A bad cold can devastate an old guy like me. As I walked down the stairs this morning nothing was working and the knees just about buckled. It made me remember Vancouver dancer Cori Caulfield who can walk, move, dance with such ease as if she had Teflon in her joints. And so I have the opportunity to put up this photo of her which is one of my favourite pictures ever of a dancer.

Cori's back is all that one that I saw so many years ago wasn't. I was with my father and we were taking the subte back from a movie on Lavalle Street. We were on our way to Retiro station and the train to Coghlan. It was near carnival and I spotted the bare back of a woman on end of the other subway car. There was a lot of singing and chanting. It was one of those murgas or carnival street bands that sing the samba in the streets of Buenos Aires during carnival. I was repelled by the woman's muscular and ugly back. I was only 8 or 9 and I did not understand at the time that she was probably a man dressed as a woman.

In some way when I photographed Cori with her apple I exorcised that terrible image from so long ago.
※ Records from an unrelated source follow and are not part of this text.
use crate::catalog::DefaultStats;
use crate::model::{Rules, Thresholds, OPTIMAL_CEILING};
use serde::{Deserialize, Serialize};
use std::collections::BTreeMap;

#[derive(Clone, Copy, Debug, Serialize, Deserialize, PartialEq, Eq, PartialOrd, Ord, Hash)]
#[serde(rename_all = "lowercase")]
pub(crate) enum VitalKind {
    Stability,
    Energy,
    Strength,
}

impl VitalKind {
    pub(crate) const ALL: [VitalKind; 3] =
        [VitalKind::Stability, VitalKind::Energy, VitalKind::Strength];

    pub(crate) fn label(self) -> &'static str {
        match self {
            VitalKind::Stability => "Stability",
            VitalKind::Energy => "Energy",
            VitalKind::Strength => "Strength",
        }
    }

    pub(crate) fn action_label(self) -> &'static str {
        match self {
            VitalKind::Stability => "Stabilize",
            VitalKind::Energy => "Recharge",
            VitalKind::Strength => "Reinforce",
        }
    }

    pub(crate) fn key(self) -> char {
        match self {
            VitalKind::Stability => '1',
            VitalKind::Energy => '2',
            VitalKind::Strength => '3',
        }
    }
}

#[derive(Clone, Copy, Debug, PartialEq, Eq, PartialOrd, Ord)]
pub(crate) enum Severity {
    Normal,
    Warning,
    Critical,
    Zero,
}

/// Band for a raw value. Identical thresholds for every vital.
pub(crate) fn classify(value: f32, t: &Thresholds) -> Severity {
    if value <= 0.0 {
        Severity::Zero
    } else if value < t.critical {
        Severity::Critical
    } else if value < t.warning {
        Severity::Warning
    } else {
        Severity::Normal
    }
}

/// Edge-triggered memory of which band was already announced.
///
/// The three flags are mutually exclusive; a flag re-arms as soon as the
/// vital is observed outside its band.
#[derive(Clone, Copy, Debug, Default, PartialEq, Eq)]
pub(crate) struct NotificationState {
    zero: bool,
    critical: bool,
    warning: bool,
}

impl NotificationState {
    /// Records the band and reports whether this is a fresh entry into a
    /// band that deserves a log line.
    pub(crate) fn observe(&mut self, band: Severity) -> bool {
        let (flag, others) = match band {
            Severity::Normal => {
                *self = Self::default();
                return false;
            }
            Severity::Warning => (&mut self.warning, [Severity::Zero, Severity::Critical]),
            Severity::Critical => (&mut self.critical, [Severity::Zero, Severity::Warning]),
            Severity::Zero => (&mut self.zero, [Severity::Critical, Severity::Warning]),
        };
        let fresh = !*flag;
        *flag = true;
        for other in others {
            self.clear(other);
        }
        fresh
    }

    fn clear(&mut self, band: Severity) {
        match band {
            Severity::Zero => self.zero = false,
            Severity::Critical => self.critical = false,
            Severity::Warning => self.warning = false,
            Severity::Normal => {}
        }
    }
}

#[derive(Clone, Copy, Debug, PartialEq)]
pub(crate) enum IncreaseOutcome {
    Applied { value: f32 },
    AlreadyOptimal,
    CoolingDown { remaining_ms: u64 },
}

#[derive(Clone, Debug, Serialize, Deserialize, PartialEq)]
#[serde(rename_all = "camelCase")]
pub(crate) struct Vital {
    pub(crate) name: String,
    pub(crate) value: f32,
    pub(crate) increase_by: f32,
    pub(crate) cooldown_ms: u64,
    #[serde(default)]
    pub(crate) last_increased_at: Option<u64>,
    pub(crate) decay_per_tick: f32,
    pub(crate) tick_interval_ms: u64,
}

impl Vital {
    pub(crate) fn new(kind: VitalKind, value: f32, rules: &Rules) -> Self {
        let t = rules.tuning_for(kind);
        Self {
            name: kind.label().to_string(),
            value,
            increase_by: t.increase_by,
            cooldown_ms: t.cooldown_ms,
            last_increased_at: None,
            decay_per_tick: t.decay_per_tick,
            tick_interval_ms: t.tick_interval_ms,
        }
    }

    /// Optimal-ceiling check first, so a full vital is refused even while
    /// cooling down. A refused call leaves the record untouched.
    pub(crate) fn increase(&mut self, now_ms: u64) -> IncreaseOutcome {
        if self.value + self.increase_by > OPTIMAL_CEILING {
            return IncreaseOutcome::AlreadyOptimal;
        }
        if let Some(last) = self.last_increased_at {
            let elapsed = now_ms.saturating_sub(last);
            if elapsed < self.cooldown_ms {
                return IncreaseOutcome::CoolingDown {
                    remaining_ms: self.cooldown_ms - elapsed,
                };
            }
        }
        self.value += self.increase_by;
        self.last_increased_at = Some(now_ms);
        IncreaseOutcome::Applied { value: self.value }
    }

    pub(crate) fn decay(&mut self) {
        self.value -= self.decay_per_tick;
    }

    /// Bar fill in 0..=100; the stored value itself is never clamped.
    pub(crate) fn display_percent(&self) -> f32 {
        self.value.clamp(0.0, OPTIMAL_CEILING)
    }
}

/// The `petStats` record, serialized as an object keyed by vital name.
#[derive(Clone, Debug, Serialize, Deserialize, PartialEq)]
pub(crate) struct PetStats {
    stability: Vital,
    energy: Vital,
    strength: Vital,
}

impl PetStats {
    pub(crate) fn from_defaults(defaults: &DefaultStats, rules: &Rules) -> Self {
        Self::from_stored(BTreeMap::new(), defaults, rules)
    }

    /// Rebuilds from a stored map, filling in any vital it is missing.
    pub(crate) fn from_stored(
        mut stored: BTreeMap<VitalKind, Vital>,
        defaults: &DefaultStats,
        rules: &Rules,
    ) -> Self {
        let mut take = |kind: VitalKind| {
            stored
                .remove(&kind)
                .unwrap_or_else(|| Vital::new(kind, defaults.get(kind), rules))
        };
        Self {
            stability: take(VitalKind::Stability),
            energy: take(VitalKind::Energy),
            strength: take(VitalKind::Strength),
        }
    }

    pub(crate) fn get(&self, kind: VitalKind) -> &Vital {
        match kind {
            VitalKind::Stability => &self.stability,
            VitalKind::Energy => &self.energy,
            VitalKind::Strength => &self.strength,
        }
    }

    pub(crate) fn get_mut(&mut self, kind: VitalKind) -> &mut Vital {
        match kind {
            VitalKind::Stability => &mut self.stability,
            VitalKind::Energy => &mut self.energy,
            VitalKind::Strength => &mut self.strength,
        }
    }
}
Xalapa, Paricutín, Mantealbán - Absolute Greenness
Thursday, March 01, 2007


On those Friday evenings of long ago we could smell the humidity and hear the insects as our VW went down from Mexico City's 2250 meters to Xalapa's (in the state of Veracruz) near sea level. In the darkness, our VW's ancient 6 volt headlamps could not show us the spectacular gamut of greenness of the jungle vegitation that defines for me what Xalapa was and is. But we had passed through Xalapa enough times during the day to remember the green of this city of coffee and the famous Olmec heads of its anthropolgy museum. It was a green that may have eluded a young woman that I spied staring at shot glass of creme the menthe at a Jefferson Airplane concert I had attended in San Francisco in 1967. No drugs could have revealed for her the greenness that Rosemary and I could imagine, and, at the same time smell in Xalapa on our way to Veraruz and my mother. We would look forward to the unmuffled sounds of sea level and the smell of salt and the Gulf of Mexico.

If a blog has a limitation it is here where it is obvious. You cannot smell nor in its present configuration hear any sounds. Worse of all there is no room for the space of a panoramic that will show the scope of Mexico's landscapes or the wonder of its ruins. Forunately in Andrew at Paricutin (above left), Rebecca was there when I took my friend's picture last year.



Maybe this year, if we go to Oaxaca, she will also understand the scope of the ruins of Montealbán. Jorge, Andrew's friend and mine can be seen here leaning on a stella at the bottom left.